As an Italian-American, I may seem an unlikely author of a book on classic German baking. But I was born and partially raised in Berlin, and I returned to live there again five years ago. I married into a German family and now have a small half-German child of my very own. So not only do my most vivid childhood memories involve German cookies and cakes, but I also know that my son will one day have these memories.
This Christmas, the first one that my three-year-old will conceivably recall, I’m particularly excited about putting together my trademark bunter teller, or “colorful plate”—a cookie platter offered to family and friends when they come over for cups of hot tea by candlelight in the dark winter months. Assembling a bunter teller is a kind of art form, with a really good one offering a wide variety of flavors and textures in careful balance.
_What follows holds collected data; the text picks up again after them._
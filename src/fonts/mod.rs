//! Font discovery for report rendering.
//!
//! Reports mix Latin and Thai text, so the renderer needs the `Sarabun`
//! family.  Fonts are resolved once at startup by the caller and handed to
//! the report builder; nothing in the rendering path searches the filesystem.
//!
//! Search order: `QC_REPORT_FONTS_DIR`, `assets/fonts` next to the running
//! binary, then `assets/fonts` in this crate's source tree.

use std::env;
use std::io;
use std::path::{Path, PathBuf};

use genpdf::error::{Error, ErrorKind};
use genpdf::fonts::{self, FontData, FontFamily};
use log::warn;

/// Name of the font family used by reports.
pub const DEFAULT_FONT_FAMILY_NAME: &str = "Sarabun";

/// Environment variable overriding the font directory.
pub const FONTS_DIR_ENV: &str = "QC_REPORT_FONTS_DIR";

const FONT_FILES: &[&str] = &[
    "Sarabun-Regular.ttf",
    "Sarabun-Bold.ttf",
    "Sarabun-Italic.ttf",
    "Sarabun-BoldItalic.ttf",
];

const REGULAR_FONT_FILE: &str = "Sarabun-Regular.ttf";

/// Directory holding the fonts that ship with the crate sources.
pub fn bundled_fonts_source_dir() -> PathBuf {
    PathBuf::from(env!("CARGO_MANIFEST_DIR")).join("assets/fonts")
}

fn font_directory_candidates() -> Vec<PathBuf> {
    let mut candidates = Vec::new();

    if let Ok(path) = env::var(FONTS_DIR_ENV) {
        if !path.trim().is_empty() {
            candidates.push(PathBuf::from(path));
        }
    }

    if let Ok(current_exe) = env::current_exe() {
        if let Some(bin_dir) = current_exe.parent() {
            let candidate = bin_dir.join("assets/fonts");
            if !candidates.iter().any(|existing| existing == &candidate) {
                candidates.push(candidate);
            }
        }
    }

    let manifest_candidate = bundled_fonts_source_dir();
    if !candidates
        .iter()
        .any(|existing| existing == &manifest_candidate)
    {
        candidates.push(manifest_candidate);
    }

    candidates
}

fn missing_font_files(path: &Path) -> Vec<PathBuf> {
    FONT_FILES
        .iter()
        .map(|name| path.join(name))
        .filter(|candidate| !candidate.is_file())
        .collect()
}

fn not_found(message: String) -> Error {
    Error::new(
        message,
        io::Error::new(io::ErrorKind::NotFound, "report fonts not found"),
    )
}

fn load_full_family(directory: &Path) -> Result<FontFamily<FontData>, Error> {
    fonts::from_files(directory, DEFAULT_FONT_FAMILY_NAME, None).map_err(|err| {
        Error::new(
            format!(
                "Failed to load font family '{}' from {}: {}",
                DEFAULT_FONT_FAMILY_NAME,
                directory.display(),
                err
            ),
            io::Error::new(io::ErrorKind::Other, err.to_string()),
        )
    })
}

/// Builds a family that uses the regular face for every style.
fn load_regular_only_family(directory: &Path) -> Result<FontFamily<FontData>, Error> {
    let path = directory.join(REGULAR_FONT_FILE);
    let regular = FontData::load(&path, None).map_err(|err| {
        Error::new(
            format!("Failed to load font {}: {}", path.display(), err),
            io::Error::new(io::ErrorKind::Other, err.to_string()),
        )
    })?;

    Ok(FontFamily {
        regular: regular.clone(),
        bold: regular.clone(),
        italic: regular.clone(),
        bold_italic: regular,
    })
}

/// Loads the report font family from the first usable candidate directory.
///
/// A directory with all four faces wins.  Failing that, a directory holding
/// only the regular face is used with a warning, since bold and italic then
/// render as regular text.
pub fn load_font_family() -> Result<FontFamily<FontData>, Error> {
    let candidates = font_directory_candidates();
    let mut attempts = Vec::new();

    for candidate in &candidates {
        if !candidate.is_dir() {
            attempts.push(format!("{} (directory missing)", candidate.display()));
            continue;
        }

        let missing = missing_font_files(candidate);
        if missing.is_empty() {
            return load_full_family(candidate);
        }

        let missing_list = missing
            .iter()
            .map(|path| path.file_name().unwrap_or_default().to_string_lossy())
            .collect::<Vec<_>>()
            .join(", ");
        attempts.push(format!("{} (missing files [{}])", candidate.display(), missing_list));
    }

    for candidate in &candidates {
        if candidate.join(REGULAR_FONT_FILE).is_file() {
            warn!(
                "Only {} found in {}; bold and italic text will use the regular face.",
                REGULAR_FONT_FILE,
                candidate.display()
            );
            return load_regular_only_family(candidate);
        }
    }

    let summary = if attempts.is_empty() {
        "no search paths were available".to_owned()
    } else {
        attempts.join(", ")
    };

    Err(not_found(format!(
        "Unable to locate report fonts. Checked: {}. Set {} to a directory containing {}.",
        summary, FONTS_DIR_ENV, REGULAR_FONT_FILE
    )))
}

/// Whether a font error means the fonts are absent rather than unreadable.
pub fn fonts_missing(err: &Error) -> bool {
    matches!(
        err.kind(),
        ErrorKind::IoError(io_err)
            if io_err.kind() == io::ErrorKind::NotFound
                || io_err.kind() == io::ErrorKind::PermissionDenied
    )
}

/// Indicates whether a usable report font can be found.
pub fn fonts_available() -> bool {
    font_directory_candidates()
        .iter()
        .any(|candidate| candidate.join(REGULAR_FONT_FILE).is_file())
}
I’ve always been a sucker for chewy gingerbread cookies, but including too many spiced confections throws the bunter teller off-kilter. It turns out, though, that German Christmas treats are way more diverse than I ever thought. After spending more than a year researching and testing dozens of cookie recipes for my forthcoming cookbook, Classic German Baking, I feel ready to create the best bunter teller of my life. So this year I’ll be making rich and toasty hazelnut macaroons filled with tart raspberry jam; the buttery chocolate-and-marzipan-topped shortbread cookies called hausfreunde; and—my perennial favorite—chewy basler leckerli, a Swiss spiced bar thinly glazed with a glassy sugar syrup. Because my heart belongs to tradition.